I actually couldn’t afford to go to film school.

I am a film school reject! I took a two semester course at NYU. The teacher and Martin Scorsese were so unhappy with my movie. The problem was I shot it in three days, but it was supposed to be done in eight weeks. He took my whole unit off my movie and put them on another movie, leaving me alone in the editing room. They never liked me at NYU. Well, I am a film school reject, so I can identify with your site [Laughs].

Why didn’t they like you at NYU?

You know, if you haven’t been to film school, you shoot 100 feet of film, people talk about it, you shoot another 100 feet of film, and everyone talks about it. I shot all my film on a weekend. I wasn’t interested in what they had to say about my 100 feet of film. That was the end of my film school experience. Later on I taught, so I went to the other side of it.

Would you recommend film school?

Yeah. When I was in graduate school I had a very good theater teacher where I learned a lot. I’d absolutely recommend it.

Delving into Passion, Christine has more than a few quotable lines. Did you direct McAdams to play those more over-the-top moments straight or that it was okay to ham it up?

Which lines are you talking about? They made up some of them, especially when they were toying with each other.

I’d say the party scene where Christine confronts Isabelle. “Oh, it’s just a joke.”

“Oh, it’s just a joke! Let’s all laugh together!” [Laughs] It’s hysterical and cruel. What was great about that was how Noomi played it. I didn’t know what she was going to do, but she came up with that crazy laugh. You can just see the murder in her eyes. That was quite a day on set.

[Laughs] Were there a lot of surprise like that?

That happened a lot of times. The girls are very used to working together. They really liked each other on Sherlock Holmes. Noomi was the first one that was cast, and then she brought Rachel in. She was going to be an older woman, but we adjusted the material for them.

What kind of dynamic do you try to create with an actor?

The whole key is casting. You gotta cast it right. These two came as a duo. They were very good at toying with each other. Basically, you just get out of the way. It’s a murder mystery, so there’s some cruelness they get to play. I mean, when Rachel is on that Skype call and goes, “Hi! What a surprise!” [Laughs]. They made me laugh so many times.

I like how both Skype and smart phones are used as weapons in this movie.

I’m always fascinated by technology. I was a science fair winner and I used to build computers. In the original film, there is no commercial. There’s some deal she takes credit for, so I came up with this idea of a commercial. Of course, what’s the most instrumental thing that has changed the way we live our lives? The smart phone. I weave the smart phone all the way through the movie. I used it as a tool of discovery, humiliation, and all the ways it can be used.

What’s the key to writing women? There’s some male writers, even great ones, who falter there.

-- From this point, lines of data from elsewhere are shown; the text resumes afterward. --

//! In-memory article store.
//!
//! Mirrors the table constraints of the Postgres store (non-empty link and
//! title, unique link) so dry runs and tests see the same accept/skip/reject
//! decisions.

use super::ArticleStore;
use crate::error::PersistenceError;
use crate::models::{BatchOutcome, Record};
use std::sync::{Mutex, MutexGuard};
use tracing::{debug, error, info, instrument};

/// A stored row: the auto-assigned id plus the record as first written.
#[derive(Debug, Clone, PartialEq, Eq)]
pub struct StoredRow {
    pub id: i64,
    pub record: Record,
}

#[derive(Debug, Default, Clone)]
struct Table {
    rows: Vec<StoredRow>,
    next_id: i64,
}

impl Table {
    /// Apply the insert-if-absent rule. `Ok(false)` means the link was already present.
    fn insert(&mut self, record: &Record) -> Result<bool, PersistenceError> {
        if let Some(reason) = record.constraint_violation() {
            return Err(PersistenceError::Constraint {
                link: record.link.clone(),
                reason,
            });
        }
        if self.rows.iter().any(|row| row.record.link == record.link) {
            return Ok(false);
        }
        self.next_id += 1;
        self.rows.push(StoredRow {
            id: self.next_id,
            record: record.clone(),
        });
        Ok(true)
    }
}

/// Thread-safe in-memory store with the same semantics as the articles table.
#[derive(Debug, Default)]
pub struct MemoryStore {
    table: Mutex<Table>,
}

impl MemoryStore {
    pub fn new() -> Self {
        Self::default()
    }

    fn lock(&self) -> MutexGuard<'_, Table> {
        // Batches are swapped in whole, so a poisoned table is still consistent.
        self.table.lock().unwrap_or_else(|poisoned| poisoned.into_inner())
    }

    /// Snapshot of all rows in insertion order.
    pub fn rows(&self) -> Vec<StoredRow> {
        self.lock().rows.clone()
    }

    pub fn len(&self) -> usize {
        self.lock().rows.len()
    }

    pub fn is_empty(&self) -> bool {
        self.len() == 0
    }
}

impl ArticleStore for MemoryStore {
    async fn ensure_schema(&self) -> Result<(), PersistenceError> {
        debug!("In-memory table ready");
        Ok(())
    }

    #[instrument(level = "debug", skip_all, fields(count = records.len()))]
    async fn insert_batch(&self, records: &[Record]) -> Result<BatchOutcome, PersistenceError> {
        let mut table = self.lock();
        let mut staged = table.clone();
        let mut outcome = BatchOutcome::default();

        for record in records {
            match staged.insert(record) {
                Ok(true) => outcome.inserted += 1,
                Ok(false) => outcome.skipped += 1,
                Err(e) => {
                    error!(title = %record.title, link = %record.link, error = %e, "Batch rejected; nothing written");
                    return Err(e);
                }
            }
        }

        *table = staged;
        info!(
            inserted = outcome.inserted,
            skipped = outcome.skipped,
            "Committed in-memory batch"
        );
        Ok(outcome)
    }

    async fn insert_one(&self, record: &Record) -> Result<bool, PersistenceError> {
        let inserted = self.lock().insert(record)?;
        debug!(title = %record.title, inserted, "Inserted article");
        Ok(inserted)
    }
}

It depends on the material. This was very much in the original script, and the girls took it to another step. I sort of followed the original script. Then we got together and did the scenes, which is where we changed things that would work better. On the day, they would throw in stuff that was exciting and kept each other off balance. Like, as she sends her over to talk to the guy at cocktail table, she’s unbuttoning the blouse and says, “Let’s see a little skin.” [Laughs] That’s all Rachel.

Rachel McAdams in Passion

[Laughs] It’s obvious you had a good experience working with the two of them. Is having fun important to making a movie?

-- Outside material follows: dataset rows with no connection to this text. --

//! Command-line interface definitions.
//!
//! Every option can also be supplied through the environment (a `.env` file
//! in the working directory is loaded first), so a scheduled job needs no
//! flags at all.

use crate::error::ConfigError;
use crate::store::DEFAULT_TABLE;
use chrono_tz::Tz;
use clap::Parser;
use sqlx::postgres::PgConnectOptions;
use std::time::Duration;
use tracing::error;
use url::Url;

/// Scrape NL Times listing pages and store the articles in PostgreSQL.
///
/// # Examples
///
/// ```sh
/// # Two listing pages into the database named by DATABASE_URL
/// nltimes_ingest
///
/// # Five pages, discrete connection settings
/// DB_HOST=localhost DB_NAME=news DB_USER=news DB_PASSWORD=secret nltimes_ingest --pages 5
///
/// # Scrape without touching the database
/// nltimes_ingest --dry-run
/// ```
#[derive(Parser, Debug)]
#[command(author, version, about)]
pub struct Cli {
    /// Listing root; pages are requested as `<base-url>?page=N`
    #[arg(long, env = "NLTIMES_BASE_URL", default_value = "https://nltimes.nl/")]
    pub base_url: String,

    /// Number of listing pages to scrape, starting at page 0
    #[arg(short, long, env = "NLTIMES_PAGES", default_value_t = 2)]
    pub pages: usize,

    /// Timezone the site prints its dates in
    #[arg(long, env = "NLTIMES_SOURCE_TZ", default_value = "Europe/Amsterdam")]
    pub source_timezone: String,

    /// User-Agent header sent with every request
    #[arg(long, env = "NLTIMES_USER_AGENT", default_value = concat!("nltimes_ingest/", env!("CARGO_PKG_VERSION")))]
    pub user_agent: String,

    /// Per-request timeout in seconds
    #[arg(long, env = "NLTIMES_TIMEOUT_SECS", default_value_t = 30)]
    pub timeout_secs: u64,

    /// Full PostgreSQL connection URL; takes precedence over the DB_* parts
    #[arg(long, env = "DATABASE_URL", hide_env_values = true)]
    pub database_url: Option<String>,

    #[arg(long, env = "DB_HOST")]
    pub db_host: Option<String>,

    #[arg(long, env = "DB_PORT", default_value_t = 5432)]
    pub db_port: u16,

    #[arg(long, env = "DB_NAME")]
    pub db_name: Option<String>,

    #[arg(long, env = "DB_USER")]
    pub db_user: Option<String>,

    #[arg(long, env = "DB_PASSWORD", hide_env_values = true)]
    pub db_password: Option<String>,

    /// Table to write articles into
    #[arg(long, env = "NLTIMES_TABLE", default_value = DEFAULT_TABLE)]
    pub table: String,

    /// Insert records one statement at a time instead of in one transaction
    #[arg(long)]
    pub single_insert: bool,

    /// Scrape and report, but keep the records in memory only
    #[arg(long)]
    pub dry_run: bool,
}

impl Cli {
    pub fn base_url(&self) -> Result<Url, ConfigError> {
        Url::parse(&self.base_url)
            .map_err(|source| ConfigError::BaseUrl {
                url: self.base_url.clone(),
                source,
            })
            .inspect_err(|e| error!(error = %e, "Invalid configuration"))
    }

    pub fn timezone(&self) -> Result<Tz, ConfigError> {
        self.source_timezone
            .parse::<Tz>()
            .map_err(|_| ConfigError::Timezone(self.source_timezone.clone()))
            .inspect_err(|e| error!(error = %e, "Invalid configuration"))
    }

    pub fn timeout(&self) -> Duration {
        Duration::from_secs(self.timeout_secs)
    }

    /// Connection settings from `DATABASE_URL`, or from the discrete parts
    /// when it is unset or empty.
    pub fn connect_options(&self) -> Result<PgConnectOptions, ConfigError> {
        self.database_options()
            .inspect_err(|e| error!(error = %e, "Invalid configuration"))
    }

    fn database_options(&self) -> Result<PgConnectOptions, ConfigError> {
        if let Some(url) = self.database_url.as_deref().filter(|u| !u.is_empty()) {
            return url.parse::<PgConnectOptions>().map_err(ConfigError::DatabaseUrl);
        }

        let (Some(host), Some(name), Some(user)) = (&self.db_host, &self.db_name, &self.db_user)
        else {
            return Err(ConfigError::NoDatabase);
        };
        let mut options = PgConnectOptions::new()
            .host(host)
            .port(self.db_port)
            .database(name)
            .username(user);
        if let Some(password) = &self.db_password {
            options = options.password(password);
        }
        Ok(options)
    }
}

Absolutely. When the actors are having fun, we’re all having fun. That’s even the case for difficult material. It’s also great fun to play the spider lady. Those are always great parts to play in those film noir movies. They had fun teaching, flirting, and twisting each other. Of course, I was an appreciative audience. I’d be laughing on the set. To this day, I quote a lot of Rachel’s lines back to her. [Laughs] When she has a complete meltdown and throws her phone down, but then picks it up and finds another guy available! “You want to come over?”

[Laughs] When do you know what the visual language of a film is going to be? When writing the script for Passion, do you know exactly how the camera should move and the aesthetic you want?

Well, at the beginning of the movie, you’re basically dealing with girls talking to girls across a desk, so you have to find an interesting location to put all that. I found a fantastic office building in Berlin. When you get into what Isabelle is dreaming and what actually happened and what didn’t, then you get a chance to really pull out all the stops and make it very visually evocative. Of course, I love to do stuff like that.

Over the past few years, from The Black Dahlia to Mission to Mars, you’ve taken on notable challenges. At this point, is it still easy to find challenges?

Every film has its challenges. As long as you have ideas and ways to solve them that are interesting to your particular aesthetic, it’s great fun to do. This film had a great opportunity because it’s all women, and I love shooting women.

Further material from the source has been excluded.